-------- Material for the task --------

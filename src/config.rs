use anyhow::{Context, Result};
use clap::{Args, Parser, Subcommand};
use std::path::PathBuf;
use std::sync::Arc;
use std::time::Duration;

use crate::drivers::{
    sqlite::{SqliteSource, IN_MEMORY},
    DriverRegistry, NeonDriver, SqliteDriver, SupabaseDriver, TursoDriver,
};
use crate::models::{BackendId, DeploymentScope};
use crate::probe::{CountFallback, RepeatPolicy, DEFAULT_REGION_HEADER};

/// Edge Data Latency - probe endpoints and trial harness
#[derive(Parser, Debug)]
#[command(author, version, about, long_about = None)]
pub struct Cli {
    /// Log level (trace, debug, info, warn, error)
    #[arg(long, env = "LOG_LEVEL", default_value = "info", global = true)]
    pub log_level: String,

    #[command(subcommand)]
    pub command: Command,
}

#[derive(Subcommand, Debug)]
pub enum Command {
    /// Serve the probe endpoints
    Serve(ServeArgs),
    /// Run a trial session and print the results
    Run(HarnessArgs),
    /// Run trial sessions from an interactive terminal dashboard
    Dashboard(HarnessArgs),
}

#[derive(Args, Debug, Clone)]
pub struct ServeArgs {
    /// Server host address
    #[arg(short = 'H', long, env = "SERVER_HOST", default_value = "0.0.0.0")]
    pub host: String,

    /// Server port
    #[arg(short, long, env = "SERVER_PORT", default_value = "3000")]
    pub port: u16,

    /// Routing header the deployment region is read from
    #[arg(long, env = "REGION_HEADER", default_value = DEFAULT_REGION_HEADER)]
    pub region_header: String,

    /// Smallest accepted repeat count
    #[arg(long, env = "COUNT_MIN", default_value = "1")]
    pub count_min: u32,

    /// Largest accepted repeat count
    #[arg(long, env = "COUNT_MAX", default_value = "5")]
    pub count_max: u32,

    /// Handling of a missing or non-numeric count ("default" or "skip")
    #[arg(long, env = "COUNT_FALLBACK", default_value = "default")]
    pub count_fallback: String,

    /// Reads performed under the "default" fallback
    #[arg(long, env = "COUNT_DEFAULT", default_value = "1")]
    pub count_default: u32,

    /// Per-request driver timeout in seconds
    #[arg(long, env = "DRIVER_TIMEOUT", default_value = "10")]
    pub driver_timeout: u64,

    /// SQLite database file (":memory:" for a seeded demo table)
    #[arg(long, env = "SQLITE_DB_FILE", default_value = IN_MEMORY)]
    pub sqlite_db_file: String,

    /// Turso database URL (libsql:// or https://)
    #[arg(long, env = "TURSO_DB_URL")]
    pub turso_db_url: Option<String>,

    /// Turso auth token
    #[arg(long, env = "TURSO_DB_AUTH_TOKEN", hide_env_values = true)]
    pub turso_auth_token: Option<String>,

    /// Neon Postgres connection string
    #[arg(long, env = "NEON_DATABASE_URL", hide_env_values = true)]
    pub neon_database_url: Option<String>,

    /// Override for Neon's SQL-over-HTTP endpoint
    #[arg(long, env = "NEON_SQL_ENDPOINT")]
    pub neon_sql_endpoint: Option<String>,

    /// Supabase project URL
    #[arg(long, env = "SUPABASE_URL")]
    pub supabase_url: Option<String>,

    /// Supabase anon key
    #[arg(long, env = "SUPABASE_ANON_KEY", hide_env_values = true)]
    pub supabase_anon_key: Option<String>,
}

#[derive(Args, Debug, Clone)]
pub struct HarnessArgs {
    /// Base URL of the probe server
    #[arg(short = 'u', long, env = "HARNESS_BASE_URL", default_value = "http://127.0.0.1:3000")]
    pub base_url: String,

    /// Backend to benchmark
    #[arg(short, long, env = "HARNESS_BACKEND", default_value = "sqlite")]
    pub backend: String,

    /// Scopes to sample each trial, in order (comma-separated)
    #[arg(
        short,
        long,
        env = "HARNESS_SCOPES",
        default_value = "global,regional",
        value_delimiter = ','
    )]
    pub scopes: Vec<String>,

    /// Sequential queries per probe call
    #[arg(short, long, env = "HARNESS_COUNT", default_value = "1")]
    pub count: u32,

    /// Trials per run
    #[arg(short, long, env = "HARNESS_TRIALS", default_value = "10")]
    pub trials: usize,

    /// Request timeout in seconds
    #[arg(long, env = "HARNESS_TIMEOUT", default_value = "30")]
    pub timeout: u64,

    /// Output results as JSON
    #[arg(long)]
    pub json: bool,

    /// Start an in-process probe server backed by in-memory SQLite
    #[arg(long)]
    pub standalone: bool,
}

impl Cli {
    /// Load `.env` if present, then parse CLI arguments (CLI > ENV > defaults)
    pub fn load() -> Self {
        dotenvy::dotenv().ok();
        Cli::parse()
    }
}

/// Validated probe server settings
#[derive(Clone, Debug)]
pub struct ServerConfig {
    pub server_host: String,
    pub server_port: u16,
    pub region_header: String,
    pub repeat_policy: RepeatPolicy,
    pub driver_timeout: Duration,
    pub sqlite_source: SqliteSource,
    pub turso: Option<TursoSettings>,
    pub neon: Option<NeonSettings>,
    pub supabase: Option<SupabaseSettings>,
}

#[derive(Clone, Debug)]
pub struct TursoSettings {
    pub url: String,
    pub auth_token: Option<String>,
}

#[derive(Clone, Debug)]
pub struct NeonSettings {
    pub database_url: String,
    pub sql_endpoint: Option<String>,
}

#[derive(Clone, Debug)]
pub struct SupabaseSettings {
    pub url: String,
    pub anon_key: String,
}

impl ServerConfig {
    pub fn from_args(args: ServeArgs) -> Result<Self> {
        let fallback = parse_count_fallback(&args.count_fallback, args.count_default)?;

        let config = ServerConfig {
            server_host: args.host,
            server_port: args.port,
            region_header: args.region_header.to_lowercase(),
            repeat_policy: RepeatPolicy {
                min: args.count_min,
                max: args.count_max,
                fallback,
            },
            driver_timeout: Duration::from_secs(args.driver_timeout),
            sqlite_source: parse_sqlite_source(&args.sqlite_db_file),
            turso: args.turso_db_url.map(|url| TursoSettings {
                url,
                auth_token: args.turso_auth_token,
            }),
            neon: args.neon_database_url.map(|database_url| NeonSettings {
                database_url,
                sql_endpoint: args.neon_sql_endpoint,
            }),
            supabase: match (args.supabase_url, args.supabase_anon_key) {
                (Some(url), Some(anon_key)) => Some(SupabaseSettings { url, anon_key }),
                (Some(_), None) => {
                    tracing::warn!("SUPABASE_URL is set without SUPABASE_ANON_KEY; skipping supabase");
                    None
                }
                _ => None,
            },
        };

        config.validate()?;
        Ok(config)
    }

    /// Settings for an in-process server on an ephemeral port
    pub fn standalone() -> Self {
        Self {
            server_host: "127.0.0.1".to_string(),
            server_port: 0,
            region_header: DEFAULT_REGION_HEADER.to_string(),
            repeat_policy: RepeatPolicy::default(),
            driver_timeout: Duration::from_secs(10),
            sqlite_source: SqliteSource::InMemory,
            turso: None,
            neon: None,
            supabase: None,
        }
    }

    /// Validate configuration
    pub fn validate(&self) -> Result<()> {
        let policy = &self.repeat_policy;
        if policy.min == 0 {
            anyhow::bail!("COUNT_MIN must be at least 1");
        }
        if policy.min > policy.max {
            anyhow::bail!(
                "COUNT_MIN ({}) must not exceed COUNT_MAX ({})",
                policy.min,
                policy.max
            );
        }
        if axum::http::HeaderName::from_bytes(self.region_header.as_bytes()).is_err() {
            anyhow::bail!("REGION_HEADER is not a valid header name: {}", self.region_header);
        }
        Ok(())
    }

    /// Build drivers for every backend whose settings are present
    pub fn build_drivers(&self) -> Result<DriverRegistry> {
        let mut registry = DriverRegistry::new();

        registry.register(Arc::new(SqliteDriver::new(self.sqlite_source.clone())));

        match &self.turso {
            Some(turso) => registry.register(Arc::new(TursoDriver::new(
                &turso.url,
                turso.auth_token.clone(),
                self.driver_timeout,
            ))),
            None => tracing::warn!("TURSO_DB_URL not set; turso probes disabled"),
        }

        match &self.neon {
            Some(neon) => {
                let driver = NeonDriver::new(
                    &neon.database_url,
                    neon.sql_endpoint.clone(),
                    self.driver_timeout,
                )
                .context("Failed to configure neon driver")?;
                registry.register(Arc::new(driver));
            }
            None => tracing::warn!("NEON_DATABASE_URL not set; neon probes disabled"),
        }

        match &self.supabase {
            Some(supabase) => registry.register(Arc::new(SupabaseDriver::new(
                &supabase.url,
                supabase.anon_key.clone(),
                self.driver_timeout,
            ))),
            None => tracing::warn!("SUPABASE_URL not set; supabase probes disabled"),
        }

        Ok(registry)
    }
}

/// Validated harness settings
#[derive(Clone, Debug)]
pub struct HarnessConfig {
    pub base_url: String,
    pub backend: BackendId,
    pub scopes: Vec<DeploymentScope>,
    pub query_count: u32,
    pub trials: usize,
    pub timeout: Duration,
    pub json: bool,
    pub standalone: bool,
}

impl HarnessConfig {
    pub fn from_args(args: HarnessArgs) -> Result<Self> {
        let config = HarnessConfig {
            base_url: args.base_url.trim_end_matches('/').to_string(),
            backend: BackendId::new(args.backend.trim()),
            scopes: parse_scopes(&args.scopes)?,
            query_count: args.count,
            trials: args.trials,
            timeout: Duration::from_secs(args.timeout),
            json: args.json,
            standalone: args.standalone,
        };

        config.validate()?;
        Ok(config)
    }

    /// Validate configuration
    pub fn validate(&self) -> Result<()> {
        if self.trials == 0 {
            anyhow::bail!("--trials must be at least 1");
        }
        if self.backend.as_str().is_empty() {
            anyhow::bail!("--backend must not be empty");
        }
        if self.scopes.is_empty() {
            anyhow::bail!("--scopes must name at least one of: global, regional");
        }
        Ok(())
    }
}

/// Parse the count fallback policy from string
fn parse_count_fallback(s: &str, default: u32) -> Result<CountFallback> {
    match s.trim().to_lowercase().as_str() {
        "default" | "clamp" => Ok(CountFallback::Default(default)),
        "skip" | "null" => Ok(CountFallback::Skip),
        other => anyhow::bail!("Unknown COUNT_FALLBACK '{}' (expected default or skip)", other),
    }
}

/// Parse and de-duplicate scopes, keeping first-seen order
fn parse_scopes(raw: &[String]) -> Result<Vec<DeploymentScope>> {
    let mut scopes = Vec::new();
    for value in raw.iter().filter(|v| !v.trim().is_empty()) {
        let scope: DeploymentScope = value.parse().map_err(anyhow::Error::msg)?;
        if !scopes.contains(&scope) {
            scopes.push(scope);
        }
    }
    Ok(scopes)
}

fn parse_sqlite_source(value: &str) -> SqliteSource {
    if value == IN_MEMORY {
        SqliteSource::InMemory
    } else {
        SqliteSource::File(expand_tilde(value))
    }
}

/// Expand tilde (~) in file paths to user's home directory
fn expand_tilde(path: &str) -> PathBuf {
    if let Some(rest) = path.strip_prefix("~/") {
        if let Some(home) = dirs::home_dir() {
            return home.join(rest);
        }
    }
    PathBuf::from(path)
}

--------

## Exercise objective
Filter the records down to the lines that contain the string "RepeatPolicy", and copy those lines.

## Written reply
use crate::probe::{CountFallback, RepeatPolicy, DEFAULT_REGION_HEADER};
    pub repeat_policy: RepeatPolicy,
            repeat_policy: RepeatPolicy {
            repeat_policy: RepeatPolicy::default(),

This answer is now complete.